Letter from Campus: Who Cared About the War?

Author: Ed Cohen

I looked back over my calendar and checked a few websites a minute ago to make sure I had the date right. It’s true. Less than two months have passed since President Bush went on national TV and announced U.S. forces had commenced bombing Iraq. It seems like a lot longer ago.

As I look out my Grace Hall office window now, what I can see of the campus looks deserted. All of the students except the seniors have gone home, and many of them are off at Cedar Point or somewhere enjoying Senior Week ahead of commencement. I’m trying to remember what it was like during the month or so when the war was going on.

Unlike during the Vietnam War, when Father Hesburgh famously gave disruptive student protestors 15 minutes to cut it out or face expulsion, nothing happened this time that people are going to be talking about three years from now, let alone 30. And maybe that’s for the best.

This was supposedly a hugely divisive issue—attacking a country we think means us harm before it can get a chance to attack us. Yet neither the preemptive war doctrine nor the war itself ever generated visible swarms of opponents or proponents here. Plenty happened on campus, but it never involved large numbers of people.

Which was a little disheartening to me personally.

I participated in and even helped organize and publicize candlelight peace processions and other antiwar events as virtually the only non-student member of the Notre Dame Peace Coalition, a Center for Social Concerns offshoot that formed in the wake of September 11. Our most provocative deeds, in students’ eyes anyway, were chalking antiwar sentiments on campus sidewalks during football weekends, like “A peace-loving country doesn’t start wars,” “Rule of law, not war of convenience” and “Catch al-Qaeda, don’t kill Iraqis.”

Our scheduled events, like the candlelight marches, drew plenty of media attention, especially leading up to the war, but usually not more than 70 or so actual participants. The exceptions were a student forum in the fall and a postwar Preemptive Peace Rally held on the Field House Mall in late April. Hundreds showed up for the rally, but some appeared to have come just for the free hot dogs and hamburgers—many of which I, pulling relief on the grill, managed to burn (the food, not the freeloaders).

The only significant gathering in support of Operation Iraqi Freedom was a Pro-America Rally organized by College Republicans. It was also held at the Field House Mall and drew an estimated 150 to 175 people. The event featured a talk by a conservative talk-radio personality who said war protestors hated America.

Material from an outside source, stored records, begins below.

//! Musical value objects exchanged between renderers and players.
//!
//! A [`Note`] is a MIDI pitch refined by a sub-semitone bend and carrying a
//! velocity. An [`Event`] bundles the notes, controller values and optional
//! program change produced for one scan step.

use std::{collections::BTreeSet, fmt, ops, str::FromStr};

use serde::{Deserialize, Serialize};

use crate::{error::midi_value, Result, SonifierError};

/// Velocity used when a note definition does not specify one.
pub const DEFAULT_VELOCITY: u8 = 127;

/// Number of bend steps that make up one semitone when composing notes.
const BEND_CARRY: i32 = 127;

/// MIDI note 0 is C in this octave.
const BASE_OCTAVE: i32 = -1;

const SHARP_NAMES: [&str; 12] = [
    "C", "C#", "D", "D#", "E", "F", "F#", "G", "G#", "A", "A#", "B",
];

/// A MIDI note with sub-semitone bend and velocity.
///
/// Ordering is lexicographic over (pitch, bend, velocity), so the derived
/// `Ord` gives the priority order used by mono players.
#[derive(Debug, Clone, Copy, PartialEq, Eq, Hash, PartialOrd, Ord, Serialize, Deserialize)]
#[serde(try_from = "String", into = "String")]
pub struct Note {
    pitch: u8,
    bend: u8,
    velocity: u8,
}

impl Note {
    /// Creates a note, rejecting any component outside 0..=127.
    pub fn new(pitch: i64, bend: i64, velocity: i64) -> Result<Self> {
        Ok(Self {
            pitch: midi_value("note", pitch)?,
            bend: midi_value("bend", bend)?,
            velocity: midi_value("velocity", velocity)?,
        })
    }

    /// Creates an unbent note at full velocity.
    pub fn from_pitch(pitch: i64) -> Result<Self> {
        Self::new(pitch, 0, DEFAULT_VELOCITY as i64)
    }

    /// Unbent full-velocity note, clamping `pitch` to the MIDI range.
    pub fn saturating(pitch: u8) -> Self {
        Self {
            pitch: pitch.min(127),
            bend: 0,
            velocity: DEFAULT_VELOCITY,
        }
    }

    /// Finds the note (and bend) closest below the given frequency in Hz.
    pub fn from_frequency(freq: f64) -> Result<Self> {
        if !(freq.is_finite() && freq > 0.0) {
            return Err(SonifierError::InvalidNote(format!("{freq} Hz")));
        }
        let semitones = 12.0 * (freq / 440.0).log2() + 69.0;
        let pitch = semitones.floor();
        let bend = ((semitones - pitch) * 128.0).floor().min(127.0);
        Self::new(pitch as i64, bend as i64, DEFAULT_VELOCITY as i64)
    }

    pub fn pitch(&self) -> u8 {
        self.pitch
    }

    pub fn bend(&self) -> u8 {
        self.bend
    }

    pub fn velocity(&self) -> u8 {
        self.velocity
    }

    /// Returns a copy of this note played at another velocity.
    pub fn with_velocity(self, velocity: i64) -> Result<Self> {
        Ok(Self {
            velocity: midi_value("velocity", velocity)?,
            ..self
        })
    }

    /// Moves the note by whole semitones, clamping the pitch at both ends of
    /// the MIDI range. The bend is kept.
    pub fn transpose(self, semitones: i32) -> Self {
        Self {
            pitch: (self.pitch as i32 + semitones).clamp(0, 127) as u8,
            ..self
        }
    }

    /// Frequency in Hz, including the bend.
    pub fn freq(&self) -> f64 {
        let base = 440.0 * 2f64.powf((self.pitch as f64 - 69.0) / 12.0);
        base * 2f64.powf(self.bend as f64 / (12.0 * 128.0))
    }

    fn compose(mut pitch: i32, mut bend: i32, velocity: u8) -> Self {
        if bend >= BEND_CARRY {
            pitch += 1;
            bend -= BEND_CARRY;
        } else if bend < 0 {
            pitch -= 1;
            bend += BEND_CARRY;
        }

        let (pitch, bend) = if pitch > 127 {
            (127, 127)
        } else if pitch < 0 {
            (0, 0)
        } else {
            (pitch, bend.clamp(0, 127))
        };

        Self {
            pitch: pitch as u8,
            bend: bend as u8,
            velocity,
        }
    }
}

impl ops::Add for Note {
    type Output = Note;

    fn add(self, rhs: Note) -> Note {
        Note::compose(
            self.pitch as i32 + rhs.pitch as i32,
            self.bend as i32 + rhs.bend as i32,
            self.velocity,
        )
    }
}

impl ops::Sub for Note {
    type Output = Note;

    fn sub(self, rhs: Note) -> Note {
        Note::compose(
            self.pitch as i32 - rhs.pitch as i32,
            self.bend as i32 - rhs.bend as i32,
            self.velocity,
        )
    }
}

impl fmt::Display for Note {
    fn fmt(&self, f: &mut fmt::Formatter<'_>) -> fmt::Result {
        let name = SHARP_NAMES[self.pitch as usize % 12];
        let octave = self.pitch as i32 / 12 + BASE_OCTAVE;
        write!(f, "{name}{octave}")?;
        if self.bend != 0 {
            write!(f, "+{}", self.bend)?;
        }
        if self.velocity != DEFAULT_VELOCITY {
            write!(f, "%{}", self.velocity)?;
        }
        Ok(())
    }
}

impl FromStr for Note {
    type Err = SonifierError;

    /// Parses `<Letter>[#|b]<octave>[+<bend>][%<velocity>]`, e.g. `A4`, `Db2+32`, `C#4+12%100`.
    fn from_str(s: &str) -> Result<Self> {
        let def = s.trim();
        let invalid = || SonifierError::InvalidNote(s.to_string());

        let mut chars = def.chars();
        let letter = chars.next().ok_or_else(invalid)?.to_ascii_uppercase();
        let natural = match letter {
            'C' => 0,
            'D' => 2,
            'E' => 4,
            'F' => 5,
            'G' => 7,
            'A' => 9,
            'B' => 11,
            _ => return Err(invalid()),
        };

        let mut rest = chars.as_str();
        let semitone = match rest.chars().next() {
            Some('#') if !matches!(letter, 'E' | 'B') => {
                rest = &rest[1..];
                natural + 1
            }
            Some('b' | 'B') if !matches!(letter, 'C' | 'F') => {
                rest = &rest[1..];
                natural - 1
            }
            Some('#' | 'b' | 'B') => return Err(invalid()),
            _ => natural,
        };

        let (rest, velocity) = match rest.split_once('%') {
            Some((head, velocity)) => (head, velocity.parse::<i64>().map_err(|_| invalid())?),
            None => (rest, DEFAULT_VELOCITY as i64),
        };
        let (octave, bend) = match rest.split_once('+') {
            Some((octave, bend)) => (octave, bend.parse::<i64>().map_err(|_| invalid())?),
            None => (rest, 0),
        };
        let octave = octave.parse::<i64>().map_err(|_| invalid())?;

        let pitch = semitone as i64 + (octave - BASE_OCTAVE as i64) * 12;
        Note::new(pitch, bend, velocity)
    }
}

impl TryFrom<String> for Note {
    type Error = SonifierError;

    fn try_from(value: String) -> Result<Self> {
        value.parse()
    }
}

impl From<Note> for String {
    fn from(note: Note) -> Self {
        note.to_string()
    }
}

/// A controller number paired with its 7-bit value.
#[derive(Debug, Clone, Copy, PartialEq, Eq, Hash, PartialOrd, Ord, Serialize, Deserialize)]
pub struct ControlValue {
    control: u8,
    value: u8,
}

impl ControlValue {
    pub fn new(control: i64, value: i64) -> Result<Self> {
        Ok(Self {
            control: midi_value("control", control)?,
            value: midi_value("control value", value)?,
        })
    }

    /// Builds a control value from already-mapped numbers, clamping into range.
    pub(crate) fn saturating(control: u8, value: i64) -> Self {
        Self {
            control: control.min(127),
            value: value.clamp(0, 127) as u8,
        }
    }

    pub fn control(&self) -> u8 {
        self.control
    }

    pub fn value(&self) -> u8 {
        self.value
    }
}

impl fmt::Display for ControlValue {
    fn fmt(&self, f: &mut fmt::Formatter<'_>) -> fmt::Result {
        write!(f, "<{}>{}", self.control, self.value)
    }
}

impl FromStr for ControlValue {
    type Err = SonifierError;

    /// Parses the `<CC>Value` form, e.g. `<7>100`.
    fn from_str(s: &str) -> Result<Self> {
        let invalid = || {
            SonifierError::config(format!(
                "{s} is not a valid control change (expected '<CC>Value')"
            ))
        };
        let body = s.trim().strip_prefix('<').ok_or_else(invalid)?;
        let (control, value) = body.split_once('>').ok_or_else(invalid)?;
        let control = control.parse::<i64>().map_err(|_| invalid())?;
        let value = value.parse::<i64>().map_err(|_| invalid())?;
        ControlValue::new(control, value)
    }
}

/// A MIDI program change.
#[derive(Debug, Clone, Copy, PartialEq, Eq, Hash, PartialOrd, Ord, Serialize, Deserialize)]
pub struct ProgramChange(u8);

impl ProgramChange {
    pub fn new(program: i64) -> Result<Self> {
        Ok(Self(midi_value("program", program)?))
    }

    pub fn program(&self) -> u8 {
        self.0
    }
}

impl fmt::Display for ProgramChange {
    fn fmt(&self, f: &mut fmt::Formatter<'_>) -> fmt::Result {
        write!(f, "{}", self.0)
    }
}

impl FromStr for ProgramChange {
    type Err = SonifierError;

    fn from_str(s: &str) -> Result<Self> {
        let program = s
            .trim()
            .parse::<i64>()
            .map_err(|_| SonifierError::config(format!("{s} is not a valid program number")))?;
        ProgramChange::new(program)
    }
}

/// Output produced for one scan step: notes, controller values and an
/// optional program change.
#[derive(Debug, Clone, Default, PartialEq, Eq)]
pub struct Event {
    pub notes: BTreeSet<Note>,
    pub controls: BTreeSet<ControlValue>,
    pub program: Option<ProgramChange>,
}

impl Event {
    pub fn new() -> Self {
        Self::default()
    }

    pub fn with_notes(notes: impl IntoIterator<Item = Note>) -> Self {
        Self {
            notes: notes.into_iter().collect(),
            ..Self::default()
        }
    }

    pub fn with_controls(controls: impl IntoIterator<Item = ControlValue>) -> Self {
        Self {
            controls: controls.into_iter().collect(),
            ..Self::default()
        }
    }

    pub fn with_program(program: ProgramChange) -> Self {
        Self {
            program: Some(program),
            ..Self::default()
        }
    }

    /// Unions notes and controls; keeps this event's program change if set.
    pub fn merge(&mut self, other: Event) {
        self.notes.extend(other.notes);
        self.controls.extend(other.controls);
        if self.program.is_none() {
            self.program = other.program;
        }
    }

    pub fn is_empty(&self) -> bool {
        self.notes.is_empty() && self.controls.is_empty() && self.program.is_none()
    }
}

He hadn’t reckoned on a dozen or so Peace Coalition members being present wearing bright yellow “Work for Peace” T-shirts and sincerely clutching the free plastic American flags the Republicans had handed out.

One afternoon while the war was in progress and apparently going well I went for a walk around campus in search of war-related signs in residence hall windows. I didn’t find many. On the front of Siegfried Hall an American flag and a “Peace with Iraq” banner fluttered side by side. (I counted a total of five more flags around campus.) A pair of large signs in the third-floor windows of Howard Hall read “Pray for Peace” and “Draft the Bush Twins.” A sheet on the side of Alumni Hall facing the Law School declared, “If we don’t stand for something we’ll fall for anything.” And then, less ambiguously: “Support our troops.”

Student sentiment about the war, quiet though it was, divided roughly along the same lines as in U.S. society as a whole. One week after the war’s beginning, a poll at the student website NDToday.com asked, “Do you support a war with Iraq?” Of nearly 600 responses, 55 percent said yes, 45 percent no.

The one place where the war debate raged was on the Viewpoint page of The Observer, but even there it was fueled partly by what might jokingly be termed “outsider agitators.” The paper on March 25, about a week after the war’s beginning, was a prime example. A student columnist, a senior, described her trip back to Europe over spring break; she’d studied in Innsbruck sophomore year. She said Europeans were constantly asking her opinion of President Bush and his war plans. She said she found herself struggling with how to represent herself as an American when she didn’t agree with what her country was doing.

A junior wrote about running the lakes on campus and thinking of his father, who had just been dispatched to Kuwait. A 1999 graduate described his being discharged from the military as a conscientious objector. He said the United States needed to address world poverty and not just make war on hostile regimes. Coincidentally, below this letter, a fellow 1999 grad, an Air Force first lieutenant, wrote from Saudi Arabia to criticize an earlier letter in The Observer, written by a student opposed to the war (he’d apparently read it online). Next to this, a junior took issue with the same letter.

At a meeting of the magazine’s Student Advisory Board held after the war had begun, a fifth-year senior told me her professors were “dumbstruck” by students’ lack of activism either for or against the war.

But the more I think about it, the situation made perfect sense.

Unlike their professors, nearly all of today’s students were born after 1980. The only wars they’ve lived through have been brief, video-game-looking affairs that entailed little loss of life (on the U.S. side anyway) and didn’t pose any threat of ensnaring them personally. No draft.

People with that kind of background and prospects aren’t likely to protest a war or demonstrate any deep personal interest in it before it starts.